Clubkultur

About Blank hat Geburtstag: Zehn Jahre Sex und Sekt auf Eis – Party im Stream

Das About Blank hat Geburtstag – den zehnten bereits. Die Feierei ist wegen Corona zwar beeinträchtigt, abgesagt hat sie Berlins politischster Techno-Club deshalb aber nicht. Auch wenn der Darkroom nun eben virtuell ist.

About Blank hat Geburtstag Tulpenbeet im Garten
About Blank hat Geburtstag: Die Blumen schenkt sich der Club selbst – im hauseigenen Tulpengarten. Foto: ://about blank

„Den Tulpen ist Corona egal“, sagt Eli vom Kollektiv des Clubs About Blank. Rot und pink und violett und gelb knallen sie aus dem Boden raus, neben ein paar Narzissen, im wohl bekanntesten Club-Garten der Stadt, unweit vom Bahnhof Ostkreuz. Einst war das Haus ein Kindergarten. Seit zehn Jahren ist es einer der angesagtesten Techno-Läden der Stadt. „Schön zu sehen, aber es bricht einem auch das Herz“, sagt Eli, „wenn man sieht: Jetzt ist eigentlich die Blütezeit, die unsere Garten-AG pünktlich für den Geburtstag kalkuliert hatte.“

Eigentlich sollten an diesem letzten April-Wochenende der Garten wiedereröffnet und zehn Jahre About Blank zelebriert werden. Mit sündhaften Mengen Sekt auf Eis – zum Abkühlen vom Sex im Darkroom. Und Lagerfeuer nachts und Tanzen unter Nachmittagssonne auf einem Tanzboden aus Holzbrettern im Garten. Hier spürt man den Punk unterm Technobass.

About Blank Geburtstag: Party vorm Wohnwagen im Garten auf Distanz.
Geburtstagsfeier mit Sicherheitsabstand – den zehnten Geburtstag hat sich das Kollektiv vom About Blank anders vorgestellt. Foto: ://about blank

About Blank hat Geburtstag: Nicht nur irgendein Techno-Club Berlins

Das About Blank ist nicht einfach irgendein Techno-Club in Berlin, sondern es steht mehr noch als die meisten Läden der Stadt dafür, dass Party und Politik zusammengedacht werden können und sollten. Bei der Demonstration „AfD wegbassen“ wurde das auch massiv auf die Straße getragen. Das ist einerseits typisch Berlin, aber andererseits im Blank noch viel stärker ausgeprägt, also Vorbild für Berlin.

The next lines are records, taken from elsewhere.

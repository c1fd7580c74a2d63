//! Output formats.
//!
//! Each content kind expands into one page per configured output format.
//! Only the two built-ins exist; the config maps kind names to lists of
//! format names.

use crate::content::kind::Kind;

/// Definition of one output format.
#[derive(Debug, Clone, Copy, PartialEq, Eq, Hash)]
pub struct OutputFormat {
    pub name: &'static str,
    pub media_type: &'static str,
    pub extension: &'static str,
    /// File stem used for the pretty (directory-style) form.
    pub base_name: &'static str,
    /// Always use the ugly `{stem}.{ext}` form for this format.
    pub ugly: bool,
    /// Never use the ugly form, even when the site-wide flag is set.
    pub no_ugly: bool,
}

pub const HTML: OutputFormat = OutputFormat {
    name: "html",
    media_type: "text/html",
    extension: "html",
    base_name: "index",
    ugly: false,
    no_ugly: false,
};

pub const JSON: OutputFormat = OutputFormat {
    name: "json",
    media_type: "application/json",
    extension: "json",
    base_name: "index",
    ugly: true,
    no_ugly: false,
};

/// Look up a format by its config name.
pub fn by_name(name: &str) -> Option<OutputFormat> {
    match name {
        "html" => Some(HTML),
        "json" => Some(JSON),
        _ => None,
    }
}

impl OutputFormat {
    /// Whether a page of this format takes the ugly filename form, given
    /// the site-wide setting. The format's `no_ugly` always wins.
    pub const fn use_ugly(&self, site_ugly: bool) -> bool {
        if self.no_ugly {
            false
        } else {
            self.ugly || site_ugly
        }
    }
}

/// Resolve the configured format names for a kind, skipping unknown names
/// and deduplicating while preserving order.
pub fn formats_for(names: &[String]) -> Vec<OutputFormat> {
    let mut formats: Vec<OutputFormat> = Vec::new();
    for name in names {
        if let Some(format) = by_name(name)
            && !formats.contains(&format)
        {
            formats.push(format);
        }
    }
    formats
}

/// The config key under which a kind's format list lives.
pub fn config_key(kind: Kind) -> &'static str {
    if kind.contains(Kind::HOME) {
        "home"
    } else if kind.contains(Kind::TERM) {
        "term"
    } else if kind.contains(Kind::TAXONOMY) {
        "taxonomy"
    } else if kind.contains(Kind::SECTION) {
        "section"
    } else {
        "page"
    }
}
//! Template rendering and theme template lookup.
//!
//! Rendering is a thin seam over `tera`: one template string, a context
//! binding `site` and `page`, one rendered string out. Render failures are
//! the caller's to log and fall back from; nothing here aborts a build.
//!
//! Theme templates live under the configured templates directory and are
//! resolved by a most-specific-first lookup order over
//! `{section} × {type} × {kind}` with `_default` fallbacks.

use crate::cache::{TemplateKey, TemplateTier};
use crate::config::SiteConfig;
use crate::content::kind::Kind;
use anyhow::{Result, anyhow};
use std::fs;
use std::path::Path;
use std::sync::Arc;
use tera::{Context, Tera};

/// The bare layout fallback tried after every kind-specific candidate.
const BASEOF: &str = "baseof.html";

/// Render a template string against a prepared context.
///
/// Syntax or variable errors surface as a single `anyhow` error carrying
/// tera's message chain.
pub fn render(template: &str, context: &Context) -> Result<String> {
    Tera::one_off(template, context, false).map_err(|e| {
        let mut msg = e.to_string();
        let mut cause = std::error::Error::source(&e);
        while let Some(err) = cause {
            msg.push_str(": ");
            msg.push_str(&err.to_string());
            cause = std::error::Error::source(err);
        }
        anyhow!(msg)
    })
}

/// Candidate template paths for a page, most specific first.
///
/// Cartesian product of `{section, ""} × {type, "_default"}` applied to
/// every kind name flag, relative to the templates directory. The layout
/// tier uses `-baseof` suffixed names plus a bare `baseof.html` fallback.
pub fn lookup_order(
    section: &str,
    type_name: &str,
    kind: Kind,
    tier: TemplateTier,
) -> Vec<String> {
    let sections: Vec<&str> = if section.is_empty() {
        vec![""]
    } else {
        vec![section, ""]
    };
    let types: Vec<&str> = if type_name.is_empty() || type_name == "_default" {
        vec!["_default"]
    } else {
        vec![type_name, "_default"]
    };

    let mut candidates = Vec::new();
    for sec in &sections {
        for ty in &types {
            for kind_name in kind.names() {
                let file = match tier {
                    TemplateTier::Page => format!("{kind_name}.html"),
                    TemplateTier::Layout => format!("{kind_name}-baseof.html"),
                };
                let path = [*sec, *ty, &file]
                    .iter()
                    .filter(|part| !part.is_empty())
                    .copied()
                    .collect::<Vec<_>>()
                    .join("/");
                if !candidates.contains(&path) {
                    candidates.push(path);
                }
            }
        }
    }

    if tier == TemplateTier::Layout {
        candidates.push(BASEOF.to_string());
    }
    candidates
}

/// Resolve a theme template for a page, memoized in the site cache.
///
/// Probes each candidate under the templates directory; the first file
/// that exists wins. Both hits and misses are cached per key.
pub fn resolve(
    config: &SiteConfig,
    cache: &crate::cache::CacheManager,
    key: TemplateKey,
) -> Option<Arc<String>> {
    if let Some(cached) = cache.template(&key) {
        return cached;
    }

    let resolved = lookup_order(&key.section, &key.type_name, key.kind, key.tier)
        .into_iter()
        .find_map(|candidate| read_template(&config.build.templates, &candidate));

    cache.store_template(key, resolved.clone());
    resolved
}

fn read_template(templates_dir: &Path, candidate: &str) -> Option<Arc<String>> {
    let path = templates_dir.join(candidate);
    path.is_file()
        .then(|| fs::read_to_string(&path).ok().map(Arc::new))
        .flatten()
}
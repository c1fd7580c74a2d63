//! Configuration error types.

use std::path::PathBuf;
use thiserror::Error;

/// Errors raised while loading or validating `vellum.toml`.
#[derive(Debug, Error)]
pub enum ConfigError {
    #[error("failed to read config {0}: {1}")]
    Io(PathBuf, #[source] std::io::Error),

    #[error("invalid config: {0}")]
    Validation(String),
}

Das Blank hat viele weibliche DJs und Türsteher*innen. Im Blank fühlen sich Queers, auch trans Menschen meist sicher. Das Blank ist als demokratisches Kollektiv (von 14 Leuten) organisiert – und absolut antifaschistisch. Das alles ist nicht bloß gut gemeint, sondern wirklich verdammt gut. Und eine Größe: Hundert Menschen arbeiten im Club, im Sommer sogar mehr. Von der Schlange, die fast zum Bahnhof reicht bei der Party „Buttons“ müssen wir gar nicht erst reden.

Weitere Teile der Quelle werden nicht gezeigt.